This activity demonstrates that fluids arrange into layers according to their densities. The two "water masses" - salt (blue or green) vs. fresh (yellow), or cold (blue or green) vs. warm (yellow) - are initially separated by the tank's divider. When the divider is removed, the denser water (salt water or cold water) sinks to the bottom of the container and the less-dense water (fresh or warm water) floats above, forming a stratified column. In the process, an internal wave is formed in the tank.

Stratification forms an effective barrier for the exchange of nutrients and dissolved gases between the top, illuminated surface layer where phytoplankton can thrive, and the deep, nutrient-rich waters. Stratification therefore has important implications for biological and biogeochemical processes in the ocean.

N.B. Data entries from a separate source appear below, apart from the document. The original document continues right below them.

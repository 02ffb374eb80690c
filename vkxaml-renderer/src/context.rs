//! Template contexts: serializable rendering payloads built from the source
//! documents.
//!
//! Resource identifiers are resolved here, through [`format_key`], before
//! anything reaches a template; templates only lay text out.

use serde::{Deserialize, Serialize};

use vkxaml_core::identifier::{BRUSH_SUFFIX, COLOR_SUFFIX};
use vkxaml_core::{format_key, ColorMap, DocumentKind, PaletteDocument, RenderStamp, SchemeName};

use crate::error::RenderError;

/// Header and version data shared by every dictionary.
#[derive(Debug, Clone, Serialize, Deserialize)]
pub struct MetaCtx {
    pub tool_version: String,
    /// `YYYY/MM/DD`.
    pub generated_on: String,
    pub version: u32,
}

impl MetaCtx {
    pub fn from_stamp(stamp: &RenderStamp) -> Self {
        MetaCtx {
            tool_version: env!("CARGO_PKG_VERSION").to_string(),
            generated_on: stamp.header_date(),
            version: stamp.version,
        }
    }
}

/// One `<Color>` resource.
#[derive(Debug, Clone, Serialize, Deserialize)]
pub struct ColorCtx {
    pub key: String,
    pub value: String,
}

/// Payload for `palette.xaml.tera`.
#[derive(Debug, Clone, Serialize, Deserialize)]
pub struct PaletteContext {
    pub meta: MetaCtx,
    pub colors: Vec<ColorCtx>,
}

impl PaletteContext {
    pub fn from_palette(palette: &PaletteDocument, stamp: &RenderStamp) -> Result<Self, RenderError> {
        let colors = palette
            .iter()
            .map(|(name, value)| -> Result<ColorCtx, RenderError> {
                Ok(ColorCtx {
                    key: format_key(name, COLOR_SUFFIX)?,
                    value: value.clone(),
                })
            })
            .collect::<Result<Vec<_>, RenderError>>()?;

        Ok(PaletteContext {
            meta: MetaCtx::from_stamp(stamp),
            colors,
        })
    }
}

/// One `<SolidColorBrush>` resource.
#[derive(Debug, Clone, Serialize, Deserialize)]
pub struct BrushCtx {
    pub key: String,
    /// Full markup-extension value, e.g. `{StaticResource VKWhiteColor}`.
    pub color: String,
}

/// Payload for `scheme_colors.xaml.tera`.
#[derive(Debug, Clone, Default, Serialize, Deserialize)]
pub struct SchemeColorsContext {
    pub brushes: Vec<BrushCtx>,
}

impl SchemeColorsContext {
    /// `None` (selection miss) yields no brushes.
    pub fn from_colors(colors: Option<&ColorMap>) -> Result<Self, RenderError> {
        let Some(colors) = colors else {
            return Ok(SchemeColorsContext::default());
        };
        let brushes = colors
            .iter()
            .map(|(name, reference)| -> Result<BrushCtx, RenderError> {
                let identifier = reference
                    .identifier()
                    .ok_or_else(|| RenderError::MissingColorIdentifier {
                        color: name.clone(),
                    })?;
                let color_key = format_key(identifier, COLOR_SUFFIX)?;
                Ok(BrushCtx {
                    key: format_key(name, BRUSH_SUFFIX)?,
                    color: format!("{{StaticResource {color_key}}}"),
                })
            })
            .collect::<Result<Vec<_>, RenderError>>()?;
        Ok(SchemeColorsContext { brushes })
    }
}

/// One themed sub-dictionary; `body` is already-rendered brush lines.
#[derive(Debug, Clone, Serialize, Deserialize)]
pub struct ThemeCtx {
    pub scheme_name: String,
    pub body: String,
}

/// Payload for `scheme.xaml.tera`.
#[derive(Debug, Clone, Serialize, Deserialize)]
pub struct SchemeContext {
    pub meta: MetaCtx,
    pub source_file: String,
    pub name_key: String,
    pub version_key: String,
    pub display_name: String,
    pub dark: ThemeCtx,
    pub light: ThemeCtx,
}

impl SchemeContext {
    /// Resource keys and provenance differ between the main and the messages
    /// scheme; everything else is shared.
    pub fn new(
        for_messages: bool,
        display_name: &str,
        stamp: &RenderStamp,
        dark: (&SchemeName, String),
        light: (&SchemeName, String),
    ) -> Self {
        let (kind, name_key, version_key) = if for_messages {
            (
                DocumentKind::SchemeMessages,
                "VKUIMessagesSchemeName",
                "VKUIMessagesSchemeVersion",
            )
        } else {
            (DocumentKind::Scheme, "VKUISchemeName", "VKUISchemeVersion")
        };
        SchemeContext {
            meta: MetaCtx::from_stamp(stamp),
            source_file: kind.source_file().to_string(),
            name_key: name_key.to_string(),
            version_key: version_key.to_string(),
            display_name: display_name.to_string(),
            dark: ThemeCtx {
                scheme_name: dark.0.to_string(),
                body: dark.1,
            },
            light: ThemeCtx {
                scheme_name: light.0.to_string(),
                body: light.1,
            },
        }
    }
}

/// Convert any context to a [`tera::Context`] for rendering.
pub fn to_tera_context<T: Serialize>(ctx: &T) -> Result<tera::Context, RenderError> {
    tera::Context::from_serialize(ctx).map_err(RenderError::from)
}
//! Error types for vkxaml-core.

use std::path::PathBuf;

use thiserror::Error;

/// All errors that can arise from config operations.
#[derive(Debug, Error)]
pub enum ConfigError {
    /// Underlying I/O failure (permission denied, read-only filesystem, etc.).
    #[error("I/O error: {0}")]
    Io(#[from] std::io::Error),

    /// YAML serialization error (write/save path).
    #[error("YAML serialization error: {0}")]
    Yaml(#[from] serde_yaml::Error),

    /// YAML parse error on load, with the file path and line context from serde_yaml.
    #[error("failed to parse config at {path}: {source}")]
    Parse {
        path: PathBuf,
        #[source]
        source: serde_yaml::Error,
    },

    /// `dirs::home_dir()` returned `None`; cannot locate `~/.vkxaml/`.
    #[error("cannot determine home directory; set $HOME or equivalent")]
    HomeNotFound,
}

/// A palette or scheme key that is not well-formed snake_case.
#[derive(Debug, Clone, PartialEq, Eq, Error)]
pub enum IdentifierError {
    /// Empty key, or a leading, trailing or doubled underscore.
    #[error("key '{key}' has an empty segment")]
    EmptySegment { key: String },
}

When one column of the apparatus shown at right is warmed and the other is cooled, density differences are created between the bottom of the vertical tubes, causing a pressure gradient to develop. Density differences cause water masses to sink or rise until they reach their density equilibrium level; once a water mass reaches its equilibrium density level, it begins to move horizontally in response to a pressure gradient. (Note: Pressure gradients result from differences in the vertical distributions of density, and hence hydrostatic pressure, between regions where water is denser or lighter.) Because the cold water is denser, it will move along the lower connecting tube; the hot water will move along the upper connecting tube. This activity provides a good illustration of density driven ocean circulation - for example, the global conveyor belt.